- _WORK TASK_
Nothing but the lines below between the line holding "pub struct HashIndex" and the line holding "file.set_header(&header)?;", inclusive, should appear in the answer, each set down exactly.

(Collected data entries)
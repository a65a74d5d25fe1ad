//! Hash Index
//!
//! The index is an array of `table_len` table descriptors, each pointing at
//! its own open-addressed bucket array inside the index file. A key goes to
//! table `hash % table_len` and is probed linearly from `hash % bucket_len`.
//!
//! Tables grow one at a time: a resize builds a fresh, larger bucket array,
//! rehashes every occupied bucket into it, and only then repoints the table
//! descriptor. The old array is never touched and simply becomes garbage.
//!
//! ## Combined files
//! When index and data share a file, every bucket array is preceded by a
//! record header with `klen = 0` and `vlen = array size`, so a sequential scan
//! of the data log can step over it like a record.

use crate::error::{KvError, Result};

use super::file::MappedFile;
use super::layout::{Bucket, Layout, RecordHeader, TableDesc};

/// Outcome of a linear probe
#[derive(Debug, Clone, Copy, PartialEq, Eq)]
pub enum Probe {
    /// A bucket whose record matches the probed key
    Found { slot: u64, bucket: Bucket },

    /// The first empty bucket on the probe path
    Vacant { slot: u64 },

    /// Every bucket was visited without a match or a hole
    Exhausted,
}

/// Addressing for the table descriptor array
#[derive(Debug, Clone, Copy)]
pub struct HashIndex {
    table_off: u64,
    table_len: u64,
    embed_markers: bool,
}

impl HashIndex {
    /// Allocate `tables` descriptors, each with a zeroed array of `buckets`
    ///
    /// Records the descriptor array in the file header.
    pub fn create(
        file: &mut MappedFile,
        tables: u64,
        buckets: u64,
        embed_markers: bool,
    ) -> Result<Self> {
        let bytes = tables
            .checked_mul(TableDesc::SIZE as u64)
            .ok_or_else(|| KvError::Config(format!("too many tables: {}", tables)))?;
        let table_off = file.calloc(bytes)?;

        let mut header = file.header()?;
        header.table_off = table_off;
        header.table_len = tables;
        file.set_header(&header)?;

        let index = Self {
            table_off,
            table_len: tables,
            embed_markers,
        };
        for i in 0..tables {
            index.resize(file, i, buckets)?;
        }

        Ok(index)
    }

    /// Addressing for an existing index
    pub fn load(table_off: u64, table_len: u64, embed_markers: bool) -> Self {
        Self {
            table_off,
            table_len,
            embed_markers,
        }
    }

    pub fn table_len(&self) -> u64 {
        self.table_len
    }

    /// Offset of the first byte after the descriptor array
    pub fn tables_end(&self) -> u64 {
        self.table_off + self.table_len * TableDesc::SIZE as u64
    }

    /// Table responsible for `hash`
    #[inline]
    pub fn table_for(&self, hash: u64) -> u64 {
        hash % self.table_len
    }

    // =========================================================================
    // Fixed-size Record I/O
    // =========================================================================

    fn table_offset(&self, i: u64) -> u64 {
        self.table_off + i * TableDesc::SIZE as u64
    }

    pub fn read_table(&self, file: &MappedFile, i: u64) -> Result<TableDesc> {
        file.read_struct(self.table_offset(i))
    }

    pub fn write_table(&self, file: &mut MappedFile, i: u64, table: &TableDesc) -> Result<()> {
        file.write_struct(self.table_offset(i), table)
    }

    pub fn read_bucket(file: &MappedFile, table: &TableDesc, i: u64) -> Result<Bucket> {
        file.read_struct(table.bucket_off + i * Bucket::SIZE as u64)
    }

    pub fn write_bucket(
        file: &mut MappedFile,
        table: &TableDesc,
        i: u64,
        bucket: &Bucket,
    ) -> Result<()> {
        file.write_struct(table.bucket_off + i * Bucket::SIZE as u64, bucket)
    }

    // =========================================================================
    // Probing & Resize
    // =========================================================================

    /// Walk the probe sequence for `hash` in `table`
    ///
    /// `matches` is asked about every occupied bucket carrying `hash` and
    /// decides whether its record is the one being looked for.
    pub fn probe<F>(file: &MappedFile, table: &TableDesc, hash: u64, mut matches: F) -> Result<Probe>
    where
        F: FnMut(&Bucket) -> Result<bool>,
    {
        if table.bucket_len == 0 {
            return Ok(Probe::Exhausted);
        }

        let mut slot = hash % table.bucket_len;
        for _ in 0..table.bucket_len {
            let bucket = Self::read_bucket(file, table, slot)?;

            if bucket.is_empty() {
                return Ok(Probe::Vacant { slot });
            }
            if bucket.hash == hash && matches(&bucket)? {
                return Ok(Probe::Found { slot, bucket });
            }

            slot = (slot + 1) % table.bucket_len;
        }

        Ok(Probe::Exhausted)
    }

    /// Rebuild table `i` with `bucket_len` buckets and return its new descriptor
    pub fn resize(&self, file: &mut MappedFile, i: u64, bucket_len: u64) -> Result<TableDesc> {
        let array_bytes = bucket_len
            .checked_mul(Bucket::SIZE as u64)
            .filter(|bytes| u32::try_from(*bytes).is_ok() || !self.embed_markers)
            .ok_or_else(|| KvError::Config(format!("bucket array too large: {}", bucket_len)))?;

        let bucket_off = if self.embed_markers {
            let marker_off = file.calloc(RecordHeader::SIZE as u64 + array_bytes)?;
            let marker = RecordHeader {
                klen: 0,
                vlen: array_bytes as u32,
            };
            file.write_struct(marker_off, &marker)?;
            marker_off + RecordHeader::SIZE as u64
        } else {
            file.calloc(array_bytes)?
        };

        let old = self.read_table(file, i)?;
        let new = TableDesc {
            bucket_off,
            bucket_key: old.bucket_key,
            bucket_len,
        };

        for j in 0..old.bucket_len {
            let bucket = Self::read_bucket(file, &old, j)?;
            if bucket.is_empty() {
                continue;
            }

            match Self::probe(file, &new, bucket.hash, |_| Ok(false))? {
                Probe::Vacant { slot } => Self::write_bucket(file, &new, slot, &bucket)?,
                _ => {
                    return Err(KvError::Format(format!(
                        "table {} holds more entries than {} buckets",
                        i, bucket_len
                    )))
                }
            }
        }

        self.write_table(file, i, &new)?;

        if old.bucket_len > 0 {
            tracing::debug!(
                table = i,
                old_buckets = old.bucket_len,
                new_buckets = bucket_len,
                entries = new.bucket_key,
                "Resized hash table"
            );
        }
        Ok(new)
    }
}
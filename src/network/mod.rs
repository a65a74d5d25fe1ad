//! Network Module
//!
//! TCP front-end for an [`Engine`](crate::engine::Engine).
//!
//! ## Architecture
//! - One acceptor loop polling a non-blocking listener
//! - One thread per client; buffers live in its `Connection`
//! - The engine sits behind a mutex held for exactly one command

mod connection;
mod server;

pub use connection::Connection;
pub use server::Server;
//! Tests for hex import/export

use std::io::Cursor;

use mapkv::{transfer, Engine, Options};
use tempfile::TempDir;

fn setup_temp_engine(name: &str, dir: &TempDir) -> Engine {
    let options = Options::builder().tables(4).buckets(4).build();
    Engine::open(&dir.path().join(name), None, &options).unwrap()
}

#[test]
fn test_export_format() {
    let temp_dir = TempDir::new().unwrap();
    let mut engine = setup_temp_engine("s.db", &temp_dir);
    engine.put(b"key", &[0x00, 0xff, 0x10]).unwrap();

    let mut out = Vec::new();
    assert_eq!(transfer::export(&engine, &mut out).unwrap(), 1);
    assert_eq!(String::from_utf8(out).unwrap(), "6b6579\n00ff10\n");
}

#[test]
fn test_export_skips_deleted() {
    let temp_dir = TempDir::new().unwrap();
    let mut engine = setup_temp_engine("s.db", &temp_dir);
    engine.put(b"a", b"1").unwrap();
    engine.put(b"b", b"2").unwrap();
    engine.del(b"a").unwrap();

    let mut out = Vec::new();
    assert_eq!(transfer::export(&engine, &mut out).unwrap(), 1);
    assert_eq!(String::from_utf8(out).unwrap(), "62\n32\n");
}

#[test]
fn test_export_import_between_stores() {
    let temp_dir = TempDir::new().unwrap();
    let mut source = setup_temp_engine("source.db", &temp_dir);
    for i in 0..100u32 {
        source
            .put(format!("k{}", i).as_bytes(), &i.to_le_bytes())
            .unwrap();
    }

    let mut dump = Vec::new();
    assert_eq!(transfer::export(&source, &mut dump).unwrap(), 100);

    let mut target = setup_temp_engine("target.db", &temp_dir);
    assert_eq!(transfer::import(&mut target, Cursor::new(dump)).unwrap(), 100);

    for i in 0..100u32 {
        assert_eq!(
            target.get(format!("k{}", i).as_bytes()).unwrap(),
            Some(i.to_le_bytes().to_vec())
        );
    }
}

#[test]
fn test_import_edge_cases() {
    let temp_dir = TempDir::new().unwrap();
    let mut engine = setup_temp_engine("s.db", &temp_dir);
    engine.put(b"gone", b"x").unwrap();

    // Odd trailing nibble dropped; empty key skipped; a lone key line
    // stores an empty value and so deletes the key
    let input = "6b31\n7631f\n\n7a7a\n676f6e65\n";
    let count = transfer::import(&mut engine, Cursor::new(input)).unwrap();

    assert_eq!(count, 2);
    assert_eq!(engine.get(b"k1").unwrap(), Some(b"v1".to_vec()));
    assert_eq!(engine.get(b"gone").unwrap(), None);
}

#[test]
fn test_import_rejects_invalid_hex() {
    let temp_dir = TempDir::new().unwrap();
    let mut engine = setup_temp_engine("s.db", &temp_dir);

    assert!(transfer::import(&mut engine, Cursor::new("zz\n00\n")).is_err());
}

#[test]
fn test_import_non_ascii_line_is_error() {
    let temp_dir = TempDir::new().unwrap();
    let mut engine = setup_temp_engine("s.db", &temp_dir);

    let result = transfer::import(&mut engine, Cursor::new("a\u{e9}\n6162\n"));
    assert!(result.is_err());
    assert_eq!(engine.entries().count(), 0);
}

- _RESPONSE TO THE TASK_
pub struct HashIndex {
    table_off: u64,
    table_len: u64,
    embed_markers: bool,
}

impl HashIndex {
    /// Allocate `tables` descriptors, each with a zeroed array of `buckets`
    ///
    /// Records the descriptor array in the file header.
    pub fn create(
        file: &mut MappedFile,
        tables: u64,
        buckets: u64,
        embed_markers: bool,
    ) -> Result<Self> {
        let bytes = tables
            .checked_mul(TableDesc::SIZE as u64)
            .ok_or_else(|| KvError::Config(format!("too many tables: {}", tables)))?;
        let table_off = file.calloc(bytes)?;

        let mut header = file.header()?;
        header.table_off = table_off;
        header.table_len = tables;
        file.set_header(&header)?;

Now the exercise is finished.